La concejala de Urbanismo, Mar Barcón, anunció ayer que ya se ha abierto una investigación para conocer la presunta ilegalidad de un centenar de infraviviendas universitarias situadas en las inmediaciones de los campus de Elviña y la Zapateira, aunque calcula que se tardará un mes y medio en desarrollar todo el procedimiento administrativo. «Hay un plazo marcado por ley. Hay que comunicarlo a cada uno de los afectados, por eso necesitamos esa información, que, al parecer, es tan concreta en cuanto a las parcelas y propiedades a las que afectan. Los vecinos tienen un plazo para presentar alegaciones. En torno a un mes y medio, aproximadamente, calculo la tramitación en cada uno de ellos», afirmó la concejala de Urbanismo.

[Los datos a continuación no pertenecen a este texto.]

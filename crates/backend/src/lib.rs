//! Boundary support for the sbarCore record-management backend.
//!
//! The ward dashboard does not own the backend; it reads from it and mirrors a couple of rules
//! its admin panel enforces. This crate provides:
//! - wire models for the backend's JSON resources and translation into plain Rust types
//! - a GET-only HTTP client pointed at the backend's API root
//! - the admin-panel field rules (insertion-site visibility, date/time widget coercion)
//!
//! Nothing here writes to the backend.

pub mod admin;
pub mod client;
pub mod paciente;

// Re-export facades
pub use client::BackendClient;
pub use paciente::Paciente;

// Re-export public domain-level types
pub use admin::{DeviceAdminForm, DeviceTypeCode, InputKind};
pub use paciente::RemotePatient;

/// Default API root of the backend in development.
pub const DEFAULT_BASE_URL: &str = "http://localhost:8000/api/";

/// Errors returned by the `backend` boundary crate.
#[derive(Debug, thiserror::Error)]
pub enum BackendError {
    #[error("invalid input: {0}")]
    InvalidInput(String),

    #[error("invalid JSON: {0}")]
    InvalidJson(#[from] serde_json::Error),

    #[error("translation error: {0}")]
    Translation(String),

    #[error("request failed: {0}")]
    Request(#[from] reqwest::Error),

    #[error("backend returned {status} for {url}")]
    Status { status: u16, url: String },
}

/// Type alias for Results that can fail with a [`BackendError`].
pub type BackendResult<T> = Result<T, BackendError>;
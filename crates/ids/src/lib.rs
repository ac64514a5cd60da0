//! Record identifiers for the ward dashboard.
//!
//! Every entity on the ward (patients, tasks, SBAR notes, devices, scale rows, ...) carries an
//! opaque string identifier. Seed data uses short hand-written ids such as `"1"`; anything
//! created at runtime gets a *timestamp id*: the creation instant in milliseconds since the Unix
//! epoch, rendered as decimal digits.
//!
//! This module provides:
//! - [`RecordId`], the opaque identifier stored on entities.
//! - [`TimestampId`] and [`TimestampIdGenerator`], which mint fresh identifiers that are
//!   strictly increasing per generator, even when two records are created within the same
//!   millisecond.

mod service;

pub use service::{RecordId, TimestampId, TimestampIdGenerator};

/// Error type for identifier operations.
#[derive(Debug, thiserror::Error, PartialEq, Eq)]
pub enum IdError {
    /// Invalid input provided
    #[error("Invalid input: {0}")]
    InvalidInput(String),
}

/// Result type for identifier operations.
pub type IdResult<T> = Result<T, IdError>;
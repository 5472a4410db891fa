mod activity;
mod form;
mod start;
mod submit;

pub(crate) use activity::log_activity;
pub(crate) use start::start_quiz;
pub(crate) use submit::submit;
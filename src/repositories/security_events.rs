use sqlx::types::Json;
use sqlx::PgPool;
use time::PrimitiveDateTime;

use crate::db::types::SecurityEventType;

/// Append-only insert; rows are never updated or deleted.
pub(crate) async fn create(
    pool: &PgPool,
    session_id: &str,
    event_type: SecurityEventType,
    event_details: serde_json::Value,
    ip_address: &str,
    user_agent: &str,
    timestamp: PrimitiveDateTime,
) -> Result<(), sqlx::Error> {
    sqlx::query(
        "INSERT INTO security_events (
            session_id, event_type, event_details, ip_address, user_agent, timestamp
        ) VALUES ($1, $2, $3, $4, $5, $6)",
    )
    .bind(session_id)
    .bind(event_type)
    .bind(Json(event_details))
    .bind(ip_address)
    .bind(user_agent)
    .bind(timestamp)
    .execute(pool)
    .await?;

    Ok(())
}
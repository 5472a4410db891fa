use sqlx::Row;

fn database_url() -> Option<String> {
    // Load .env so POSTGRES_* from .env are available (integration tests don't use app config)
    dotenvy::dotenv().ok();

    if let Ok(url) = std::env::var("DATABASE_URL") {
        if !url.trim().is_empty() {
            return Some(url);
        }
    }

    // Build from POSTGRES_* (same as app config)
    let server = std::env::var("POSTGRES_SERVER").ok()?;
    let port = std::env::var("POSTGRES_PORT").unwrap_or_else(|_| "5432".into());
    let user = std::env::var("POSTGRES_USER").unwrap_or_else(|_| "postgres".into());
    let password = std::env::var("POSTGRES_PASSWORD").unwrap_or_default();
    let db = std::env::var("POSTGRES_DB").unwrap_or_else(|_| "cactus".into());

    Some(format!("postgresql://{user}:{password}@{server}:{port}/{db}"))
}

#[tokio::test]
async fn migrations_apply_and_tables_exist() -> anyhow::Result<()> {
    let database_url = match database_url() {
        Some(url) => url,
        None => {
            eprintln!("skipping: DATABASE_URL and POSTGRES_SERVER are not set");
            return Ok(());
        }
    };

    let pool =
        sqlx::postgres::PgPoolOptions::new().max_connections(1).connect(&database_url).await?;

    let migrations_dir =
        std::env::var("QUIZ_MIGRATIONS_DIR").unwrap_or_else(|_| "migrations".to_string());
    let migrator = sqlx::migrate::Migrator::new(std::path::Path::new(&migrations_dir)).await?;
    migrator.run(&pool).await?;

    let tables = ["session_info", "quiz_log", "security_events"];

    for table in tables {
        let row = sqlx::query("SELECT to_regclass($1)::text").bind(table).fetch_one(&pool).await?;
        let regclass: Option<String> = row.try_get(0)?;
        assert!(regclass.is_some(), "expected table {table} to exist after migrations");
    }

    let row = sqlx::query("SELECT to_regtype('securityeventtype')::text").fetch_one(&pool).await?;
    let regtype: Option<String> = row.try_get(0)?;
    assert!(regtype.is_some(), "expected securityeventtype enum to exist after migrations");

    Ok(())
}
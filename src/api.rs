pub(crate) mod errors;
pub(crate) mod extract;
pub(crate) mod handlers;
pub(crate) mod quiz;
pub(crate) mod router;
use std::path::Path;

use rand::seq::SliceRandom;
use serde::{Deserialize, Serialize};
use thiserror::Error;

pub(crate) const DEFAULT_NUM_QUESTIONS: usize = 2;
pub(crate) const DEFAULT_PASSING_LEVEL: f64 = 0.7;
pub(crate) const DEFAULT_QUIZ_TITLE: &str = "Quiz";

#[derive(Debug, Error)]
pub(crate) enum ContentError {
    #[error("failed to read {path}: {source}")]
    Read {
        path: String,
        #[source]
        source: std::io::Error,
    },
    #[error("invalid JSON in {path}: {source}")]
    Parse {
        path: String,
        #[source]
        source: serde_json::Error,
    },
    #[error("question bank {path} is empty")]
    EmptyBank { path: String },
}

/// A question as loaded from the static bank. Immutable once loaded;
/// the core never writes back to the content source.
#[derive(Debug, Clone, PartialEq, Serialize, Deserialize)]
pub(crate) struct QuestionRecord {
    #[serde(default)]
    pub(crate) question_id: Option<String>,
    pub(crate) question: String,
    pub(crate) correct_answers: Vec<String>,
    #[serde(default)]
    pub(crate) options: Vec<String>,
}

impl QuestionRecord {
    /// Stable identifier: the explicit id when the bank provides one,
    /// otherwise derived from the 1-based position.
    pub(crate) fn resolved_id(&self, question_number: usize) -> String {
        match &self.question_id {
            Some(id) => id.clone(),
            None => format!("q_{question_number}"),
        }
    }

    /// Suffix used by the client for `first_modified_*`/`last_modified_*`
    /// form keys: the explicit id, or the bare question number.
    pub(crate) fn timing_key_suffix(&self, question_number: usize) -> String {
        match &self.question_id {
            Some(id) => id.clone(),
            None => question_number.to_string(),
        }
    }
}

#[derive(Debug, Clone, Serialize, Deserialize)]
pub(crate) struct QuizParameters {
    #[serde(default = "default_num_questions")]
    pub(crate) num_questions: usize,
    #[serde(default = "default_passing_level")]
    pub(crate) passing_level: f64,
    #[serde(default = "default_quiz_title")]
    pub(crate) quiz_title: String,
}

impl Default for QuizParameters {
    fn default() -> Self {
        Self {
            num_questions: DEFAULT_NUM_QUESTIONS,
            passing_level: DEFAULT_PASSING_LEVEL,
            quiz_title: DEFAULT_QUIZ_TITLE.to_string(),
        }
    }
}

fn default_num_questions() -> usize {
    DEFAULT_NUM_QUESTIONS
}

fn default_passing_level() -> f64 {
    DEFAULT_PASSING_LEVEL
}

fn default_quiz_title() -> String {
    DEFAULT_QUIZ_TITLE.to_string()
}

/// Loads the question bank. A quiz cannot start without valid content, so
/// every failure here is surfaced to the caller.
pub(crate) fn load_questions(path: &str) -> Result<Vec<QuestionRecord>, ContentError> {
    let raw = std::fs::read_to_string(Path::new(path))
        .map_err(|source| ContentError::Read { path: path.to_string(), source })?;

    let questions: Vec<QuestionRecord> = serde_json::from_str(&raw)
        .map_err(|source| ContentError::Parse { path: path.to_string(), source })?;

    if questions.is_empty() {
        return Err(ContentError::EmptyBank { path: path.to_string() });
    }

    Ok(questions)
}

/// Loads quiz parameters. A missing file is non-critical and falls back to
/// the documented defaults; a present but malformed file is still an error.
pub(crate) fn load_parameters(path: &str) -> Result<QuizParameters, ContentError> {
    let raw = match std::fs::read_to_string(Path::new(path)) {
        Ok(raw) => raw,
        Err(err) if err.kind() == std::io::ErrorKind::NotFound => {
            tracing::warn!(path, "Quiz parameters file not found; using defaults");
            return Ok(QuizParameters::default());
        }
        Err(source) => return Err(ContentError::Read { path: path.to_string(), source }),
    };

    serde_json::from_str(&raw)
        .map_err(|source| ContentError::Parse { path: path.to_string(), source })
}

/// Uniform random sample without replacement. When the bank is smaller
/// than requested the whole bank is returned (degraded mode).
pub(crate) fn select_questions(
    bank: &[QuestionRecord],
    num_questions: usize,
) -> Vec<QuestionRecord> {
    if bank.len() < num_questions {
        tracing::warn!(
            requested = num_questions,
            available = bank.len(),
            "Not enough questions available; serving the entire bank"
        );
        return bank.to_vec();
    }

    let mut rng = rand::thread_rng();
    bank.choose_multiple(&mut rng, num_questions).cloned().collect()
}

#[cfg(test)]
mod tests {
    use super::*;
    use crate::test_support;

    fn bank(n: usize) -> Vec<QuestionRecord> {
        (1..=n)
            .map(|i| QuestionRecord {
                question_id: Some(format!("q{i}")),
                question: format!("Question {i}?"),
                correct_answers: vec![format!("A{i}")],
                options: vec![format!("A{i}"), format!("B{i}")],
            })
            .collect()
    }

    #[test]
    fn select_questions_draws_distinct_subset_from_bank() {
        let bank = bank(5);
        let selected = select_questions(&bank, 2);

        assert_eq!(selected.len(), 2);
        assert_ne!(selected[0], selected[1]);
        for question in &selected {
            assert!(bank.contains(question));
        }
    }

    #[test]
    fn select_questions_degrades_to_whole_bank() {
        let bank = bank(5);
        let selected = select_questions(&bank, 10);
        assert_eq!(selected.len(), 5);
    }

    #[test]
    fn load_questions_fails_on_missing_file() {
        let result = load_questions("/nonexistent/questions.json");
        assert!(matches!(result, Err(ContentError::Read { .. })));
    }

    #[test]
    fn load_questions_fails_on_malformed_json() {
        let path = test_support::write_temp_file("questions", "not json");
        let result = load_questions(path.to_str().unwrap());
        assert!(matches!(result, Err(ContentError::Parse { .. })));
    }

    #[test]
    fn load_questions_fails_on_empty_bank() {
        let path = test_support::write_temp_file("questions", "[]");
        let result = load_questions(path.to_str().unwrap());
        assert!(matches!(result, Err(ContentError::EmptyBank { .. })));
    }

    #[test]
    fn load_questions_parses_bank_with_optional_ids() {
        let path = test_support::write_temp_file(
            "questions",
            r#"[
                {"question_id": "geo-1", "question": "Capital of France?",
                 "correct_answers": ["Paris"], "options": ["Paris", "Lyon"]},
                {"question": "2 + 2?", "correct_answers": ["4"]}
            ]"#,
        );

        let questions = load_questions(path.to_str().unwrap()).expect("questions");
        assert_eq!(questions.len(), 2);
        assert_eq!(questions[0].resolved_id(1), "geo-1");
        assert_eq!(questions[1].resolved_id(2), "q_2");
        assert_eq!(questions[1].timing_key_suffix(2), "2");
        assert!(questions[1].options.is_empty());
    }

    #[test]
    fn load_parameters_defaults_on_missing_file() {
        let params = load_parameters("/nonexistent/params.json").expect("defaults");
        assert_eq!(params.num_questions, DEFAULT_NUM_QUESTIONS);
        assert_eq!(params.passing_level, DEFAULT_PASSING_LEVEL);
        assert_eq!(params.quiz_title, DEFAULT_QUIZ_TITLE);
    }

    #[test]
    fn load_parameters_fails_on_malformed_json() {
        let path = test_support::write_temp_file("params", "{broken");
        assert!(matches!(
            load_parameters(path.to_str().unwrap()),
            Err(ContentError::Parse { .. })
        ));
    }

    #[test]
    fn load_parameters_fills_missing_fields() {
        let path = test_support::write_temp_file("params", r#"{"num_questions": 5}"#);
        let params = load_parameters(path.to_str().unwrap()).expect("params");
        assert_eq!(params.num_questions, 5);
        assert_eq!(params.passing_level, DEFAULT_PASSING_LEVEL);
        assert_eq!(params.quiz_title, DEFAULT_QUIZ_TITLE);
    }
}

Barcón explicó que ya le han solicitado a la Universidad toda la información contenida en ese estudio, y que los técnicos de Urbanismo serán los encargados ahora de verificar si existen o no licencias, y si se está desarrollando una actividad fraudulenta en ellas. «Estamos hablando de dos posibles irregularidades: pudiera haber construcciones ilegales, y pudiera haber un uso ilegal de construcciones que a lo mejor algunas son legales. Es decir, que hubiera alguna construcción que figura o tuviera licencia para ser un galpón o garaje, y que, sin embargo, se le estuviese dando un uso de vivienda», recordó. Asimismo, explicó que para este tipo de delitos hay fijadas sanciones económicas, que se aplicarán en los casos que correspondan para reponer la legalidad vigente.
Desconocimiento
La titular del departamento de Urbanismo también negó que en el Ayuntamiento se tuviera alguna constancia de la presencia de estas infraviviendas en los campus universitarios. Según confesó Mar Barcón, «la verdad es que yo me he llevado una sorpresa por la gran cantidad de gente que dice que lo sabía y que lo asumían con una cierta normalidad. Además, yo creo que es una práctica que no debe tolerarse bajo ninguno de los conceptos, y que no debe ser amparada y que no debe ser permitida, y que además no tiene fundamento alguno. Una cosa es que no haya residencias universitarias en la ciudad, y otra cosa es que se puedan permitir o amparar o tolerar este tipo de prácticas».